Dataset records.

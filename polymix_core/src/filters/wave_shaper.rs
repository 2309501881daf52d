//! Soft saturating wave shaper.

use super::{Filter, FilterInstance, FilterParams, WET};

pub const AMOUNT: usize = 1;

#[derive(Debug, Clone, Copy, PartialEq, Default)]
pub struct WaveShaperFilter {
    /// Drive in [-1, 1]. 0 is transparent.
    pub amount: f32,
}

impl WaveShaperFilter {
    pub fn new(amount: f32) -> Self {
        Self { amount }
    }
}

impl Filter for WaveShaperFilter {
    fn create_instance(&self) -> Box<dyn FilterInstance> {
        Box::new(WaveShaperInstance {
            params: FilterParams::new(&[self.amount]),
        })
    }

    fn param_names(&self) -> &'static [&'static str] {
        &["Wet", "Amount"]
    }
}

pub struct WaveShaperInstance {
    params: FilterParams,
}

impl FilterInstance for WaveShaperInstance {
    fn params(&self) -> &FilterParams {
        &self.params
    }

    fn params_mut(&mut self) -> &mut FilterParams {
        &mut self.params
    }

    fn process_channel(
        &mut self,
        samples: &mut [f32],
        _sample_rate: f32,
        _time: f64,
        _channel: usize,
        _channels: usize,
    ) {
        let amount = self.params.value(AMOUNT);
        let wet = self.params.value(WET);
        let k = if amount == 1.0 {
            2.0 * amount / 0.01
        } else {
            2.0 * amount / (1.0 - amount)
        };
        for sample in samples.iter_mut() {
            let dry = *sample;
            let shaped = (1.0 + k) * dry / (1.0 + k * dry.abs());
            *sample += (shaped - dry) * wet;
        }
    }
}
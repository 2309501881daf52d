//! Gapless back-to-back playback of streams on a single voice.

use std::collections::VecDeque;
use std::sync::Arc;

use crossbeam::atomic::AtomicCell;
use polymix_core::constants::{DEFAULT_SAMPLE_RATE, QUEUE_CAPACITY, is_supported_channel_count};
use polymix_core::{Handle, MixResult, MixerError};

use super::{AudioSource, Instance, SourceInstance, SourceProperties};
use crate::engine::Mixer;

pub struct Queue {
    props: SourceProperties,
    handle: Arc<AtomicCell<Handle>>,
}

impl Queue {
    pub fn new() -> Self {
        Self {
            props: SourceProperties::new(DEFAULT_SAMPLE_RATE as f32, 1),
            handle: Arc::new(AtomicCell::new(Handle::NULL)),
        }
    }

    /// Voice handle of the playing queue, null until played.
    pub fn handle(&self) -> Handle {
        self.handle.load()
    }

    /// Append `source` behind whatever is pending. The queue itself must be playing.
    pub fn play(&self, mixer: &Mixer, source: &dyn AudioSource) -> MixResult<()> {
        mixer.enqueue(self.handle(), source)
    }

    /// Sources waiting or playing.
    pub fn count(&self, mixer: &Mixer) -> usize {
        mixer.queue_snapshot(self.handle()).map_or(0, |(count, _)| count)
    }

    pub fn is_currently_playing(&self, mixer: &Mixer, source: &dyn AudioSource) -> bool {
        let id = source.properties().source_id();
        id != 0 && mixer.queue_snapshot(self.handle()).and_then(|(_, front)| front) == Some(id)
    }

    /// Rate and layout every queued source must share.
    pub fn set_params(&mut self, sample_rate: f32, channels: usize) {
        if is_supported_channel_count(channels) {
            self.props.base_sample_rate = sample_rate;
            self.props.channels = channels;
        }
    }

    pub fn set_params_from(&mut self, source: &dyn AudioSource) {
        let props = source.properties();
        self.set_params(props.base_sample_rate, props.channels);
    }
}

impl Default for Queue {
    fn default() -> Self {
        Self::new()
    }
}

impl AudioSource for Queue {
    fn properties(&self) -> &SourceProperties {
        &self.props
    }

    fn properties_mut(&mut self) -> &mut SourceProperties {
        &mut self.props
    }

    fn create_instance(&self) -> Instance {
        Instance::Queue(QueueInstance {
            handle: Arc::clone(&self.handle),
            pending: VecDeque::with_capacity(QUEUE_CAPACITY),
            retired: Vec::with_capacity(QUEUE_CAPACITY),
            finished: 0,
        })
    }

    fn attach(&self, handle: Handle) -> Option<Handle> {
        let previous = self.handle.swap(handle);
        (!previous.is_null()).then_some(previous)
    }
}

pub struct QueueInstance {
    handle: Arc<AtomicCell<Handle>>,
    /// Source id and live instance of every pending entry, front playing
    pending: VecDeque<(u32, Box<dyn SourceInstance>)>,
    /// Ended entries parked by `fill` until the control side takes them.
    retired: Vec<Box<dyn SourceInstance>>,
    finished: u32,
}

impl QueueInstance {
    pub(crate) fn push(&mut self, source_id: u32, instance: Box<dyn SourceInstance>) -> MixResult<()> {
        if self.pending.len() >= QUEUE_CAPACITY {
            return Err(MixerError::QueueFull);
        }
        self.pending.push_back((source_id, instance));
        Ok(())
    }

    pub(crate) fn len(&self) -> usize {
        self.pending.len()
    }

    pub(crate) fn front_source(&self) -> Option<u32> {
        self.pending.front().map(|(id, _)| *id)
    }

    /// Hand ended entries over for dropping off the render thread. Leaves the
    /// parking list's capacity in place.
    pub(crate) fn take_retired(&mut self) -> Vec<Box<dyn SourceInstance>> {
        self.retired.drain(..).collect()
    }

    pub(crate) fn detach(&self, handle: Handle) {
        let _ = self.handle.compare_exchange(handle, Handle::NULL);
    }
}

impl SourceInstance for QueueInstance {
    fn fill(&mut self, out: &mut [f32], frames: usize, stride: usize) -> usize {
        let mut written = 0;
        while written < frames {
            let Some((_, current)) = self.pending.front_mut() else {
                break;
            };
            let read = current.fill(&mut out[written..], frames - written, stride);
            written += read;
            if current.has_ended() {
                if let Some((_, done)) = self.pending.pop_front() {
                    self.retired.push(done);
                }
                self.finished += 1;
            } else if read == 0 {
                break;
            }
        }
        written
    }

    /// Something has played and nothing is left.
    fn has_ended(&self) -> bool {
        self.finished != 0 && self.pending.is_empty()
    }
}

#[cfg(test)]
mod tests {
    use std::sync::atomic::{AtomicUsize, Ordering};

    use super::*;

    /// Emits a constant for a fixed number of frames.
    struct Burst {
        value: f32,
        left: usize,
    }

    impl SourceInstance for Burst {
        fn fill(&mut self, out: &mut [f32], frames: usize, _stride: usize) -> usize {
            let n = frames.min(self.left);
            out[..n].fill(self.value);
            self.left -= n;
            n
        }

        fn has_ended(&self) -> bool {
            self.left == 0
        }
    }

    fn instance() -> QueueInstance {
        match Queue::new().create_instance() {
            Instance::Queue(q) => q,
            _ => panic!("queue must create a queue instance"),
        }
    }

    #[test]
    fn test_sources_play_back_to_back() {
        let mut q = instance();
        q.push(1, Box::new(Burst { value: 1.0, left: 3 })).expect("room");
        q.push(2, Box::new(Burst { value: 2.0, left: 3 })).expect("room");
        let mut out = [0.0; 4];
        assert_eq!(q.fill(&mut out, 4, 4), 4);
        assert_eq!(out, [1.0, 1.0, 1.0, 2.0]);
        assert_eq!(q.front_source(), Some(2));
        assert!(!q.has_ended());

        let mut out = [0.0; 4];
        assert_eq!(q.fill(&mut out, 4, 4), 2);
        assert!(q.has_ended());
    }

    #[test]
    fn test_empty_queue_has_not_ended_before_playing() {
        let mut q = instance();
        let mut out = [0.0; 4];
        assert_eq!(q.fill(&mut out, 4, 4), 0);
        assert!(!q.has_ended());
    }

    #[test]
    fn test_push_rejects_overflow() {
        let mut q = instance();
        for id in 0..QUEUE_CAPACITY as u32 {
            q.push(id, Box::new(Burst { value: 0.0, left: 1 })).expect("room");
        }
        assert_eq!(
            q.push(99, Box::new(Burst { value: 0.0, left: 1 })),
            Err(MixerError::QueueFull)
        );
        assert_eq!(q.len(), QUEUE_CAPACITY);
    }

    /// Counts its own drops.
    struct Tracked(Arc<AtomicUsize>);

    impl Drop for Tracked {
        fn drop(&mut self) {
            self.0.fetch_add(1, Ordering::SeqCst);
        }
    }

    impl SourceInstance for Tracked {
        fn fill(&mut self, _out: &mut [f32], _frames: usize, _stride: usize) -> usize {
            0
        }

        fn has_ended(&self) -> bool {
            true
        }
    }

    #[test]
    fn test_ended_entries_are_not_dropped_while_filling() {
        let drops = Arc::new(AtomicUsize::new(0));
        let mut q = instance();
        q.push(1, Box::new(Tracked(Arc::clone(&drops)))).expect("room");
        q.push(2, Box::new(Tracked(Arc::clone(&drops)))).expect("room");
        let mut out = [0.0; 4];
        assert_eq!(q.fill(&mut out, 4, 4), 0);
        assert!(q.has_ended());
        assert_eq!(drops.load(Ordering::SeqCst), 0);

        let retired = q.take_retired();
        assert_eq!(retired.len(), 2);
        assert!(q.retired.capacity() >= QUEUE_CAPACITY);
        drop(retired);
        assert_eq!(drops.load(Ordering::SeqCst), 2);
        assert!(q.take_retired().is_empty());
    }
}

Your instructions. What is needed is an exact repetition of the lines from the first line of the records through the line containing "fn create_instance(&self) -> Box<dyn", both ends included, and nothing more.

Answer to this exercise.
filename polymix_core/src/filters/wave_shaper.rs
repository 2309501881daf52d
//! Soft saturating wave shaper.

use super::{Filter, FilterInstance, FilterParams, WET};

pub const AMOUNT: usize = 1;

#[derive(Debug, Clone, Copy, PartialEq, Default)]
pub struct WaveShaperFilter {
    /// Drive in [-1, 1]. 0 is transparent.
    pub amount: f32,
}

impl WaveShaperFilter {
    pub fn new(amount: f32) -> Self {
        Self { amount }
    }
}

impl Filter for WaveShaperFilter {
    fn create_instance(&self) -> Box<dyn FilterInstance> {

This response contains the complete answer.